> **Directions**:
Scan the records below. List lines holding "NodeConfig".

[The records — start]

// tests/simulation_tests.rs

// Import necessary types from the purify crate
use purify::{
    Action, ConfigError, Node, NodeConfig, Observation, Policy, PolicyConfig, PurifyError, ServiceKind, SimClock,
    Simulation, SimulationConfig, UnservedRequestPolicy,
};
use purify::core::{ArrivalSchedule, InterArrival};

use approx::assert_relative_eq;

// Small schedule so every test finishes quickly
fn short_schedule() -> ArrivalSchedule {
    ArrivalSchedule {
        entanglement: InterArrival::Fixed { interval: 1e-4 },
        entanglement_count: 5_000,
        request: InterArrival::Gamma { shape: 2.0, scale: 2.5e-3 },
        request_count: 100,
    }
}

fn config(seed: u64, policy: PolicyConfig) -> SimulationConfig {
    SimulationConfig { schedule: short_schedule(), ..SimulationConfig::sample(seed, policy) }
}

fn to_purify(e: ConfigError) -> PurifyError {
    PurifyError::InvalidState { message: e.to_string() }
}

#[test]
fn test_fresh_pair_serves_immediate_request() -> Result<(), PurifyError> {
    // two generations at t = 1, 2 and one request at t = 2.5
    let node_config = NodeConfig {
        generation_success_probability: 1.0,
        decoherence_time: 1e9,
        lambdas: [0.0; 3],
        ..NodeConfig::default()
    };
    let clock = SimClock::from_samples(vec![1.0, 1.0, 1.0], vec![2.5, 10.0]);
    let mut sim = Simulation::from_parts(clock, Node::new(node_config, 42), Policy::Fixed(Action::Replace));

    sim.step()?;
    assert!(sim.node().good_slot().is_some());
    sim.step()?;
    assert_relative_eq!(sim.node().good_fidelity(2.0), 1.0, epsilon = 1e-8);
    sim.step()?;

    assert_eq!(sim.records().len(), 1);
    let (fidelity, waiting_time) = sim.records()[0].as_tuple();
    assert_relative_eq!(fidelity, 1.0, epsilon = 1e-8);
    assert_relative_eq!(waiting_time, 0.0);
    Ok(())
}

#[test]
fn test_same_seed_same_report() -> Result<(), PurifyError> {
    let config = config(42, PolicyConfig::Fixed { action: Action::Protocol2 });
    let first = Simulation::new(&config).map_err(to_purify)?.run()?;
    let second = Simulation::new(&config).map_err(to_purify)?.run()?;
    assert_eq!(first, second);
    assert!(!first.records.is_empty());
    Ok(())
}

#[test]
fn test_different_seeds_differ() -> Result<(), PurifyError> {
    let a = Simulation::new(&config(1, PolicyConfig::Fixed { action: Action::Replace })).map_err(to_purify)?.run()?;
    let b = Simulation::new(&config(2, PolicyConfig::Fixed { action: Action::Replace })).map_err(to_purify)?.run()?;
    assert_ne!(a.records, b.records);
    Ok(())
}

#[test]
fn test_every_policy_yields_physical_records() -> Result<(), PurifyError> {
    let policies = [
        PolicyConfig::Fixed { action: Action::Replace },
        PolicyConfig::Fixed { action: Action::Protocol1 },
        PolicyConfig::Fixed { action: Action::Protocol3 },
        PolicyConfig::Fixed { action: Action::Pmd },
        PolicyConfig::Fixed { action: Action::Defer },
        PolicyConfig::ProbabilityGated { action: Action::Protocol2 },
        PolicyConfig::UniformRandom { actions: Action::ALL.to_vec() },
    ];
    for policy in policies {
        let report = Simulation::new(&config(7, policy)).map_err(to_purify)?.run()?;
        for record in &report.records {
            assert!((0.0..=1.0).contains(&record.fidelity), "fidelity {}", record.fidelity);
            assert!(record.waiting_time >= 0.0);
        }
    }
    Ok(())
}

#[test]
fn test_snapshots_respect_slot_invariant() -> Result<(), PurifyError> {
    let mut config = config(11, PolicyConfig::UniformRandom { actions: Action::ALL.to_vec() });
    config.record_snapshots = true;
    let report = Simulation::new(&config).map_err(to_purify)?.run()?;
    assert!(!report.snapshots.is_empty());
    for snapshot in &report.snapshots {
        assert!(snapshot.bad.is_none() || snapshot.good.is_some());
    }
    Ok(())
}

#[test]
fn test_closed_gate_never_purifies() -> Result<(), PurifyError> {
    let mut config = config(3, PolicyConfig::ProbabilityGated { action: Action::Protocol1 });
    config.node.pumping_probability = 0.0;
    let report = Simulation::new(&config).map_err(to_purify)?.run()?;
    assert_eq!(report.stats.purification_attempts, 0);
    assert!(report.stats.gate_skips > 0);
    Ok(())
}

#[test]
fn test_record_zero_counts_empty_services() -> Result<(), PurifyError> {
    let mut config = config(5, PolicyConfig::Fixed { action: Action::Replace });
    config.node.generation_success_probability = 0.0;
    config.node.unserved_request = UnservedRequestPolicy::RecordZero;
    let report = Simulation::new(&config).map_err(to_purify)?.run()?;
    assert!(!report.records.is_empty());
    assert!(report.records.iter().all(|r| r.kind == ServiceKind::MemoryEmpty && r.fidelity == 0.0));
    assert_eq!(report.served_count(), 0);
    assert_eq!(report.dropped_requests, 0);
    Ok(())
}

#[test]
fn test_external_agent_drives_actions() -> Result<(), PurifyError> {
    let config = config(9, PolicyConfig::Fixed { action: Action::Replace });
    // pump only while the good pair is still reasonably fresh
    let agent = |obs: &Observation| {
        if obs.good_fidelity > 0.6 { Action::Protocol2 } else { Action::Replace }
    };
    let mut sim = Simulation::new(&config).map_err(to_purify)?.with_policy(Policy::external(agent));
    let report = sim.run()?;
    assert!(report.stats.purification_attempts > 0);
    Ok(())
}

#[test]
fn test_step_with_matches_fixed_policy() -> Result<(), PurifyError> {
    let config = config(21, PolicyConfig::Fixed { action: Action::Protocol3 });
    let fixed = Simulation::new(&config).map_err(to_purify)?.run()?;

    let mut driven = Simulation::new(&config).map_err(to_purify)?;
    while driven.step_with(Action::Protocol3)? {}
    assert_eq!(driven.report(), fixed);
    Ok(())
}

#[test]
fn test_toml_config_runs() -> Result<(), PurifyError> {
    let raw = r#"
        seed = 99

        [node]
        generation-success-probability = 0.5
        decoherence-time = 0.002
        lambda-strategy = "dominant-random"
        lambdas = [0.2, 0.0, 0.0]
        dominant-fidelity = 0.7

        [schedule]
        entanglement = { kind = "exponential", mean = 0.0001 }
        entanglement-count = 3000
        request = { kind = "gamma", shape = 2.0, scale = 0.0025 }
        request-count = 50

        [policy]
        kind = "fixed"
        action = "protocol1"
    "#;
    let config = SimulationConfig::from_toml_str(raw).map_err(to_purify)?;
    let report = Simulation::new(&config).map_err(to_purify)?.run()?;
    assert!(report.stats.generation_attempts > 0);
    assert!(report.stats.generation_successes <= report.stats.generation_attempts);
    Ok(())
}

[The records — finish]

> **Result for this exercise**:
    Action, ConfigError, Node, NodeConfig, Observation, Policy, PolicyConfig, PurifyError, ServiceKind, SimClock,
    let node_config = NodeConfig {
        ..NodeConfig::default()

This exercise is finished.